# Records shown:
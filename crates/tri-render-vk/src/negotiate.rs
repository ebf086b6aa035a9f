// SPDX-License-Identifier: CEPL-1.0
//! Capability negotiation: adapter, queue family, surface format, present
//! mode, extent, image count. The `choose_*` functions are pure over the
//! query results so every selection rule is testable without a GPU.

use ash::vk;
use tracing::{debug, info};
use tri_render::RenderSize;

use crate::context::Surface;
use crate::error::{RenderError, RenderResult, VkResultExt};

/// Four-channel sRGB. The three-channel `B8G8R8_SRGB` is almost never offered
/// as a swapchain format, so matching on it would always hit the fallback.
pub const PREFERRED_SURFACE_FORMAT: vk::SurfaceFormatKHR = vk::SurfaceFormatKHR {
    format: vk::Format::B8G8R8A8_SRGB,
    color_space: vk::ColorSpaceKHR::SRGB_NONLINEAR,
};

#[derive(Clone, Copy, Debug, Default, PartialEq, Eq)]
pub enum PresentModePreference {
    /// Low-latency triple buffering.
    #[default]
    Mailbox,
    Fifo,
    FifoRelaxed,
    Immediate,
}

impl PresentModePreference {
    pub fn to_vk(self) -> vk::PresentModeKHR {
        match self {
            PresentModePreference::Mailbox => vk::PresentModeKHR::MAILBOX,
            PresentModePreference::Fifo => vk::PresentModeKHR::FIFO,
            PresentModePreference::FifoRelaxed => vk::PresentModeKHR::FIFO_RELAXED,
            PresentModePreference::Immediate => vk::PresentModeKHR::IMMEDIATE,
        }
    }
}

/// The physical device picked for rendering and its graphics+present family.
#[derive(Clone, Debug)]
pub struct Adapter {
    pub physical: vk::PhysicalDevice,
    pub queue_family: u32,
    pub name: String,
}

#[derive(Clone, Copy, Debug)]
pub struct SurfaceConfig {
    pub format: vk::SurfaceFormatKHR,
    pub present_mode: vk::PresentModeKHR,
    pub extent: vk::Extent2D,
    pub image_count: u32,
    pub transform: vk::SurfaceTransformFlagsKHR,
}

/// First family, in index order, that can draw and present. Query errors
/// propagate rather than counting as "no support".
pub fn select_queue_family<F>(
    families: &[vk::QueueFamilyProperties],
    mut presents: F,
) -> RenderResult<Option<u32>>
where
    F: FnMut(u32) -> RenderResult<bool>,
{
    for (index, family) in families.iter().enumerate() {
        let index = index as u32;
        if family.queue_flags.contains(vk::QueueFlags::GRAPHICS) && presents(index)? {
            return Ok(Some(index));
        }
    }
    Ok(None)
}

pub fn choose_surface_format(
    formats: &[vk::SurfaceFormatKHR],
    preferred: vk::SurfaceFormatKHR,
) -> RenderResult<vk::SurfaceFormatKHR> {
    formats
        .iter()
        .copied()
        .find(|f| f.format == preferred.format && f.color_space == preferred.color_space)
        .or_else(|| formats.first().copied())
        .ok_or(RenderError::NoSurfaceSupport("surface formats"))
}

pub fn choose_present_mode(
    modes: &[vk::PresentModeKHR],
    preferred: vk::PresentModeKHR,
) -> RenderResult<vk::PresentModeKHR> {
    if modes.contains(&preferred) {
        return Ok(preferred);
    }
    modes
        .first()
        .copied()
        .ok_or(RenderError::NoSurfaceSupport("present modes"))
}

/// `u32::MAX` in `current_extent` means the surface lets the swapchain decide.
pub fn choose_extent(caps: &vk::SurfaceCapabilitiesKHR, window: RenderSize) -> vk::Extent2D {
    if caps.current_extent.width != u32::MAX {
        return caps.current_extent;
    }
    vk::Extent2D {
        width: window
            .width
            .clamp(caps.min_image_extent.width, caps.max_image_extent.width),
        height: window
            .height
            .clamp(caps.min_image_extent.height, caps.max_image_extent.height),
    }
}

pub fn negotiate_surface(
    caps: &vk::SurfaceCapabilitiesKHR,
    formats: &[vk::SurfaceFormatKHR],
    modes: &[vk::PresentModeKHR],
    window: RenderSize,
    preferred_mode: PresentModePreference,
) -> RenderResult<SurfaceConfig> {
    Ok(SurfaceConfig {
        format: choose_surface_format(formats, PREFERRED_SURFACE_FORMAT)?,
        present_mode: choose_present_mode(modes, preferred_mode.to_vk())?,
        extent: choose_extent(caps, window),
        image_count: caps.min_image_count,
        transform: caps.current_transform,
    })
}

/// Scans physical devices in enumeration order and takes the first that has
/// a graphics+present queue family for `surface`.
pub unsafe fn select_adapter(instance: &ash::Instance, surface: &Surface) -> RenderResult<Adapter> {
    let devices = instance
        .enumerate_physical_devices()
        .creation("enumerate_physical_devices")?;

    for physical in devices {
        let props = instance.get_physical_device_properties(physical);
        let name = props
            .device_name_as_c_str()
            .map(|n| n.to_string_lossy().into_owned())
            .unwrap_or_else(|_| "<unnamed device>".to_owned());

        let families = instance.get_physical_device_queue_family_properties(physical);
        let found = select_queue_family(&families, |index| {
            surface
                .loader()
                .get_physical_device_surface_support(physical, index, surface.raw())
                .creation("get_physical_device_surface_support")
        })?;

        match found {
            Some(queue_family) => {
                info!("adapter: {name} (queue family {queue_family})");
                return Ok(Adapter {
                    physical,
                    queue_family,
                    name,
                });
            }
            None => debug!("skipping {name}: no graphics+present queue family"),
        }
    }
    Err(RenderError::NoPresentQueue)
}

pub unsafe fn query_surface_config(
    surface: &Surface,
    adapter: &Adapter,
    window: RenderSize,
    preferred_mode: PresentModePreference,
) -> RenderResult<SurfaceConfig> {
    let loader = surface.loader();
    let caps = loader
        .get_physical_device_surface_capabilities(adapter.physical, surface.raw())
        .creation("get_physical_device_surface_capabilities")?;
    let formats = loader
        .get_physical_device_surface_formats(adapter.physical, surface.raw())
        .creation("get_physical_device_surface_formats")?;
    let modes = loader
        .get_physical_device_surface_present_modes(adapter.physical, surface.raw())
        .creation("get_physical_device_surface_present_modes")?;

    let config = negotiate_surface(&caps, &formats, &modes, window, preferred_mode)?;
    info!(
        "surface: {:?}/{:?}, {:?}, {}x{}, {} images",
        config.format.format,
        config.format.color_space,
        config.present_mode,
        config.extent.width,
        config.extent.height,
        config.image_count
    );
    Ok(config)
}

#[cfg(test)]
mod tests {
    use super::*;

    fn family(flags: vk::QueueFlags) -> vk::QueueFamilyProperties {
        vk::QueueFamilyProperties {
            queue_flags: flags,
            queue_count: 1,
            ..Default::default()
        }
    }

    fn caps_undefined() -> vk::SurfaceCapabilitiesKHR {
        vk::SurfaceCapabilitiesKHR {
            min_image_count: 2,
            max_image_count: 8,
            current_extent: vk::Extent2D {
                width: u32::MAX,
                height: u32::MAX,
            },
            min_image_extent: vk::Extent2D {
                width: 1,
                height: 1,
            },
            max_image_extent: vk::Extent2D {
                width: 4096,
                height: 4096,
            },
            current_transform: vk::SurfaceTransformFlagsKHR::IDENTITY,
            ..Default::default()
        }
    }

    fn fmt(format: vk::Format, color_space: vk::ColorSpaceKHR) -> vk::SurfaceFormatKHR {
        vk::SurfaceFormatKHR {
            format,
            color_space,
        }
    }

    #[test]
    fn first_graphics_present_family_wins() {
        let families = [
            family(vk::QueueFlags::COMPUTE | vk::QueueFlags::TRANSFER),
            family(vk::QueueFlags::GRAPHICS),
            family(vk::QueueFlags::GRAPHICS | vk::QueueFlags::COMPUTE),
            family(vk::QueueFlags::GRAPHICS),
        ];
        // family 1 cannot present, 2 and 3 can
        let picked = select_queue_family(&families, |i| Ok(i >= 2)).unwrap();
        assert_eq!(picked, Some(2));
    }

    #[test]
    fn present_support_is_only_queried_for_graphics_families() {
        let families = [
            family(vk::QueueFlags::TRANSFER),
            family(vk::QueueFlags::GRAPHICS),
        ];
        let mut queried = Vec::new();
        let picked = select_queue_family(&families, |i| {
            queried.push(i);
            Ok(true)
        })
        .unwrap();
        assert_eq!(picked, Some(1));
        assert_eq!(queried, [1]);
    }

    #[test]
    fn no_qualifying_family() {
        let families = [
            family(vk::QueueFlags::GRAPHICS),
            family(vk::QueueFlags::COMPUTE),
        ];
        assert_eq!(select_queue_family(&families, |_| Ok(false)).unwrap(), None);
    }

    #[test]
    fn support_query_errors_propagate() {
        let families = [family(vk::QueueFlags::GRAPHICS)];
        let err = select_queue_family(&families, |_| {
            Err(RenderError::Creation {
                stage: "get_physical_device_surface_support",
                result: vk::Result::ERROR_SURFACE_LOST_KHR,
            })
        })
        .unwrap_err();
        assert!(matches!(err, RenderError::Creation { .. }));
    }

    #[test]
    fn exact_format_match_preferred() {
        let formats = [
            fmt(vk::Format::R8G8B8A8_UNORM, vk::ColorSpaceKHR::SRGB_NONLINEAR),
            fmt(vk::Format::B8G8R8A8_SRGB, vk::ColorSpaceKHR::SRGB_NONLINEAR),
        ];
        let f = choose_surface_format(&formats, PREFERRED_SURFACE_FORMAT).unwrap();
        assert_eq!(f.format, vk::Format::B8G8R8A8_SRGB);
    }

    #[test]
    fn format_needs_color_space_match_too() {
        let formats = [
            fmt(vk::Format::R16G16B16A16_SFLOAT, vk::ColorSpaceKHR::EXTENDED_SRGB_LINEAR_EXT),
            fmt(vk::Format::B8G8R8A8_SRGB, vk::ColorSpaceKHR::HDR10_ST2084_EXT),
        ];
        let f = choose_surface_format(&formats, PREFERRED_SURFACE_FORMAT).unwrap();
        assert_eq!(f.format, vk::Format::R16G16B16A16_SFLOAT);
        assert_eq!(f.color_space, vk::ColorSpaceKHR::EXTENDED_SRGB_LINEAR_EXT);
    }

    #[test]
    fn empty_format_list_is_fatal() {
        let err = choose_surface_format(&[], PREFERRED_SURFACE_FORMAT).unwrap_err();
        assert!(matches!(err, RenderError::NoSurfaceSupport(_)));
    }

    #[test]
    fn present_mode_falls_back_to_first_reported() {
        let modes = [vk::PresentModeKHR::FIFO_RELAXED, vk::PresentModeKHR::FIFO];
        let m = choose_present_mode(&modes, vk::PresentModeKHR::MAILBOX).unwrap();
        assert_eq!(m, vk::PresentModeKHR::FIFO_RELAXED);
    }

    #[test]
    fn present_mode_prefers_mailbox_when_reported() {
        let modes = [vk::PresentModeKHR::FIFO, vk::PresentModeKHR::MAILBOX];
        let m = choose_present_mode(&modes, PresentModePreference::default().to_vk()).unwrap();
        assert_eq!(m, vk::PresentModeKHR::MAILBOX);
    }

    #[test]
    fn undefined_extent_uses_window_size() {
        let e = choose_extent(
            &caps_undefined(),
            RenderSize {
                width: 500,
                height: 500,
            },
        );
        assert_eq!((e.width, e.height), (500, 500));
    }

    #[test]
    fn undefined_extent_is_clamped() {
        let e = choose_extent(
            &caps_undefined(),
            RenderSize {
                width: 0,
                height: 10_000,
            },
        );
        assert_eq!((e.width, e.height), (1, 4096));
    }

    #[test]
    fn defined_extent_wins_over_window() {
        let caps = vk::SurfaceCapabilitiesKHR {
            current_extent: vk::Extent2D {
                width: 800,
                height: 600,
            },
            ..caps_undefined()
        };
        let e = choose_extent(
            &caps,
            RenderSize {
                width: 500,
                height: 500,
            },
        );
        assert_eq!((e.width, e.height), (800, 600));
    }

    #[test]
    fn negotiated_config_uses_minimum_image_count() {
        let formats = [fmt(vk::Format::B8G8R8A8_UNORM, vk::ColorSpaceKHR::SRGB_NONLINEAR)];
        let modes = [vk::PresentModeKHR::FIFO];
        let cfg = negotiate_surface(
            &caps_undefined(),
            &formats,
            &modes,
            RenderSize {
                width: 500,
                height: 500,
            },
            PresentModePreference::Mailbox,
        )
        .unwrap();
        assert_eq!(cfg.image_count, 2);
        assert_eq!(cfg.present_mode, vk::PresentModeKHR::FIFO);
        assert_eq!(cfg.format.format, vk::Format::B8G8R8A8_UNORM);
        assert_eq!(cfg.transform, vk::SurfaceTransformFlagsKHR::IDENTITY);
    }
}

# What needs to be done:
The string "RenderResult" shows up in some lines of the listing. Copy each such line.

# Reply:
use crate::error::{RenderError, RenderResult, VkResultExt};
) -> RenderResult<Option<u32>>
    F: FnMut(u32) -> RenderResult<bool>,
) -> RenderResult<vk::SurfaceFormatKHR> {
) -> RenderResult<vk::PresentModeKHR> {
) -> RenderResult<SurfaceConfig> {
pub unsafe fn select_adapter(instance: &ash::Instance, surface: &Surface) -> RenderResult<Adapter> {
) -> RenderResult<SurfaceConfig> {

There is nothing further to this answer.